- **PROBLEM DESCRIPTION**
Up to and including the line that contains "use crate::bvh::Intersector;", reproduce every line exactly, beginning with the first line below.

======== GIVEN RECORDS

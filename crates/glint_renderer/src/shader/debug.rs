//! Visualization shaders. None of these recurse; all return black on a miss.

use glint_math::{Ray, Vec3};
use glint_scene::{Color, Scene};
use rand::RngCore;

use crate::bvh::Intersector;
use crate::sampling::{rand1f, reflect, smoothstep};

// Cel shading setup
const CEL_LIGHT: Vec3 = Vec3::new(0.4, 0.8, 0.8);
const CEL_LIGHT_COLOR: Color = Color::new(0.85, 0.85, 0.5);
const CEL_LIGHT_INTENSITY: f32 = 0.8;
const CEL_AMBIENT: f32 = 0.4;
const CEL_SPECULAR: f32 = 0.9;
const CEL_GLOSSINESS: i32 = 32;
const CEL_RIM_AMOUNT: f32 = 0.716;
const CEL_RIM_THRESHOLD: f32 = 0.1;

pub(crate) fn shade_matte() -> Color {
    Color::ZERO
}

pub(crate) fn shade_eyelight(scene: &Scene, bvh: &dyn Intersector, ray: &Ray) -> Color {
    let Some(isec) = bvh.intersect(ray) else {
        return Color::ZERO;
    };
    let normal = scene.eval_normal(isec.instance, isec.element, isec.uv);
    let material = scene.eval_material(isec.instance, isec.element, isec.uv);
    material.color * normal.dot(-ray.direction).max(0.0)
}

pub(crate) fn shade_normal(scene: &Scene, bvh: &dyn Intersector, ray: &Ray) -> Color {
    let Some(isec) = bvh.intersect(ray) else {
        return Color::ZERO;
    };
    let normal = scene.eval_normal(isec.instance, isec.element, isec.uv);
    normal * 0.5 + 0.5
}

pub(crate) fn shade_texcoord(scene: &Scene, bvh: &dyn Intersector, ray: &Ray) -> Color {
    let Some(isec) = bvh.intersect(ray) else {
        return Color::ZERO;
    };
    let texcoord = scene.eval_texcoord(isec.instance, isec.element, isec.uv);
    Color::new(texcoord.x.rem_euclid(1.0), texcoord.y.rem_euclid(1.0), 0.0)
}

pub(crate) fn shade_color(scene: &Scene, bvh: &dyn Intersector, ray: &Ray) -> Color {
    let Some(isec) = bvh.intersect(ray) else {
        return Color::ZERO;
    };
    scene.eval_material(isec.instance, isec.element, isec.uv).color
}

/// Material color modulated by a view-dependent matcap ramp.
///
/// Element 0 of every shape is drawn flat.
pub(crate) fn shade_matcap(scene: &Scene, bvh: &dyn Intersector, ray: &Ray) -> Color {
    let Some(isec) = bvh.intersect(ray) else {
        return Color::ZERO;
    };
    let material = scene.eval_material(isec.instance, isec.element, isec.uv);
    if isec.element == 0 {
        return material.color;
    }

    let normal = scene.eval_normal(isec.instance, isec.element, isec.uv);
    let r = reflect(-ray.direction, normal);
    let m = 2.0 * (r.x * r.x + r.y * r.y + (r.z + 1.0) * (r.z + 1.0)).sqrt();
    let ramp = (r.x + r.y + r.z) / m + 0.5;
    material.color * ramp
}

/// Toon shading from a fixed key light, with a stochastic shadow term.
///
/// Element 0 of every shape gets the key light only.
pub(crate) fn shade_cellshading(
    scene: &Scene,
    bvh: &dyn Intersector,
    ray: &Ray,
    rng: &mut dyn RngCore,
) -> Color {
    let Some(isec) = bvh.intersect(ray) else {
        return Color::ZERO;
    };
    let position = scene.eval_position(isec.instance, isec.element, isec.uv);
    let normal = scene.eval_normal(isec.instance, isec.element, isec.uv);
    let material = scene.eval_material(isec.instance, isec.element, isec.uv);

    let light_dir = CEL_LIGHT.normalize();
    let light = CEL_LIGHT_COLOR * CEL_LIGHT_INTENSITY;

    let mut shadow = 1.0;
    if let Some(blocker) = bvh.intersect(&Ray::new(position, light_dir)) {
        let occluder = scene.eval_material(blocker.instance, blocker.element, blocker.uv);
        if occluder.emission == Color::ZERO {
            shadow = rand1f(rng);
        }
    }

    if isec.element == 0 {
        return material.color * light * shadow;
    }

    let halfway = (light_dir - ray.direction).normalize();
    let highlight = (normal.dot(halfway) * CEL_LIGHT_INTENSITY).powi(CEL_GLOSSINESS * CEL_GLOSSINESS);
    let specular = smoothstep(0.005, 0.1, highlight) * CEL_SPECULAR;

    let rim_dot = 1.0 - (-ray.direction).dot(normal);
    let rim_intensity = rim_dot * light_dir.dot(normal).max(0.0).powf(CEL_RIM_THRESHOLD);
    let rim = smoothstep(CEL_RIM_AMOUNT - 0.01, CEL_RIM_AMOUNT + 0.01, rim_intensity);

    material.color * (light * shadow + CEL_AMBIENT + specular + rim)
}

================

- **SOLUTION TO THIS PROBLEM**
filename crates/glint_renderer/src/shader/debug.rs
//! Visualization shaders. None of these recurse; all return black on a miss.

use glint_math::{Ray, Vec3};
use glint_scene::{Color, Scene};
use rand::RngCore;

use crate::bvh::Intersector;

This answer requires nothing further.